U. S. Marshal for the District of Massachusetts
- In office 1861–1867
- Preceded by: Watson Freeman
- Succeeded by: George Leonard Andrews

Sheriff of Middlesex County, Massachusetts
- In office 1853–1859
- Preceded by: Fisher Ames Hildreth
- Succeeded by: Charles Kimball

Personal details
- Born: September 19, 1821 Concord, Massachusetts, U.S.
- Died: February 21, 1934 (aged 64) Boston, Massachusetts, U.S.
- Resting place: Sleepy Hollow Cemetery Concord, Massachusetts
- Party: Republican
- Spouse: Martha Lawrence Prescott ​ ​(m. 1844; died 1895)​ Mary H. L. Grant ​(m. 1898)​;
- Children: 6
- Alma mater: Harvard College
- Occupation: Lawyer

= John S. Keyes =

American politician and jurist (1821–1910)

John Shepard Keyes (September 19, 1821 – May 15, 1910) was an American politician and jurist who was a member of the Massachusetts Senate (1849), sheriff of Middlesex County, Massachusetts (1853–1859), United States Marshal for the District of Massachusetts (1861–1867), and judge of the Concord District Court (1874–1910).

==Early life==
Keyes was born on September 19, 1821, in Concord, Massachusetts, to John and Ann (Shepard) Keyes. He attended Concord's common schools and the Concord Academy. He graduated from Harvard College in 1841. He read law with his father and Edward Mellen and attended Harvard Law School (then known as Dane Law School). Keyes was admitted to the bar in 1844 and had a law office in Concord until 1853.

==Personal life==
On September 19, 1844, Keyes married Martha Lawrence Prescott. They had six children, two of whom died in infancy. His daughter, Annie, married Edward Waldo Emerson (son of Ralph Waldo Emerson) and was the mother of Raymond Emerson. Martha Keyes died on December 2, 1895. On November 23, 1898, he married Mary H. L. Grant in Boston.

==Politics==
Keyes held numerous elective and appointed offices in Concord, starting with superintendent of public grounds in 1849. He was chairman of the town's board of selectmen and school committee. He chaired the committee that purchased the land for and developed Sleepy Hollow Cemetery. In 1874, he oversaw the construction of the town's water system. He was also a member of the committee that oversaw the reconstruction of the Old North Bridge and the erection of The Minute Man. He held office in Concord continuously until 1901, when he resigned from the board of trustees of town donations, a position he had held since 1868.

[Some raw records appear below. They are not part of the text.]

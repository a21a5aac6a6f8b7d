//! CPAL-based audio output backend.

use cpal::traits::{DeviceTrait, HostTrait, StreamTrait};
use cpal::{Device, Stream, StreamConfig};
use ringbuf::traits::{Consumer, Producer, Split};
use ringbuf::{HeapCons, HeapProd, HeapRb};
use vx_engine::{BufferAllocator, Renderer, Retired, SessionUpdate};
use vx_ir::{BufferShape, PhonemeBuffer};

use crate::traits::{AudioDevice, DeviceClock, InitializationError};

/// Capacity of the update and retire rings.
pub const HANDOFF_CAPACITY: usize = 64;

/// Control-side ends of the renderer handoff.
pub struct Handoff {
    /// Whole-value updates for the render thread
    pub updates: HeapProd<SessionUpdate>,
    /// Values displaced by applied updates, dropped on the control side
    pub retired: HeapCons<Retired>,
}

/// CPAL-based audio output.
pub struct CpalOutput {
    device: Device,
    config: StreamConfig,
    stream: Option<Stream>,
    clock: DeviceClock,
}

impl CpalOutput {
    /// Open the default output device in its default configuration.
    pub fn new() -> Result<Self, InitializationError> {
        let host = cpal::default_host();
        let device = host
            .default_output_device()
            .ok_or(InitializationError::NoDevice)?;

        let config = device
            .default_output_config()
            .map_err(|e| InitializationError::DeviceConfig(e.to_string()))?;
        let config: StreamConfig = config.into();

        tracing::info!(
            sample_rate = config.sample_rate.0,
            channels = config.channels,
            "opened audio output device"
        );

        Ok(Self {
            device,
            config,
            stream: None,
            clock: DeviceClock::new(),
        })
    }

    /// Build and start the output stream, moving `renderer` into the callback.
    ///
    /// Each callback first applies pending updates, then renders the whole
    /// buffer against the device clock.
    pub fn build_stream(&mut self, mut renderer: Renderer) -> Result<Handoff, InitializationError> {
        let (updates, mut update_rx) = HeapRb::<SessionUpdate>::new(HANDOFF_CAPACITY).split();
        let (mut retire_tx, retired) = HeapRb::<Retired>::new(HANDOFF_CAPACITY).split();
        let clock = self.clock;

        let stream = self
            .device
            .build_output_stream(
                &self.config,
                move |data: &mut [f32], _: &cpal::OutputCallbackInfo| {
                    while let Some(update) = update_rx.try_pop() {
                        if let Some(old) = renderer.apply(update) {
                            // Dropped here only if the control side stopped collecting
                            let _ = retire_tx.try_push(old);
                        }
                    }
                    renderer.render(clock.now(), data);
                },
                |err| tracing::error!(%err, "audio stream error"),
                None,
            )
            .map_err(|e| InitializationError::StreamCreate(e.to_string()))?;

        stream
            .play()
            .map_err(|e| InitializationError::Playback(e.to_string()))?;
        self.stream = Some(stream);

        Ok(Handoff { updates, retired })
    }
}

impl BufferAllocator for CpalOutput {
    fn allocate(&self, shape: BufferShape) -> PhonemeBuffer {
        PhonemeBuffer::new(shape)
    }
}

impl AudioDevice for CpalOutput {
    fn sample_rate(&self) -> u32 {
        self.config.sample_rate.0
    }

    fn channels(&self) -> u16 {
        self.config.channels
    }

    fn current_time(&self) -> f64 {
        self.clock.now()
    }
}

Keyes was a member of the Massachusetts Senate during the 1849 Massachusetts legislature. He was appointed sheriff of Middlesex County in 1853. He was the first person elected sheriff when that office became an elected position in 1856. Keyes was a delegate to the 1860 Republican National Convention. He voted for William H. Seward, who lost the presidential nomination to Abraham Lincoln. In 1861, Keyes was appointed United States Marshal for the District of Massachusetts by president Lincoln. He left office in 1866 and returned to his farm in Concord.

In 1874, Keyes was appointed presiding justice of the Central Middlesex District Court by governor Thomas Talbot. In 1905, he oversaw the inquest into the Baker Bridge train wreck. The inquest concluded that engineer Horace W. Lyons was at fault for the crash and he was charged with manslaughter. The case was brought before a grand jury which found that Lyons "was greatly at fault in not slowing down sufficiently, and for disregarding the cautionary green lights...[and] red fusees", but chose not to indict him.

==Later life and death==
Keyes resigned from the bench in 1910 due to ill health. He died on May 15, 1910, at Massachusetts General Hospital.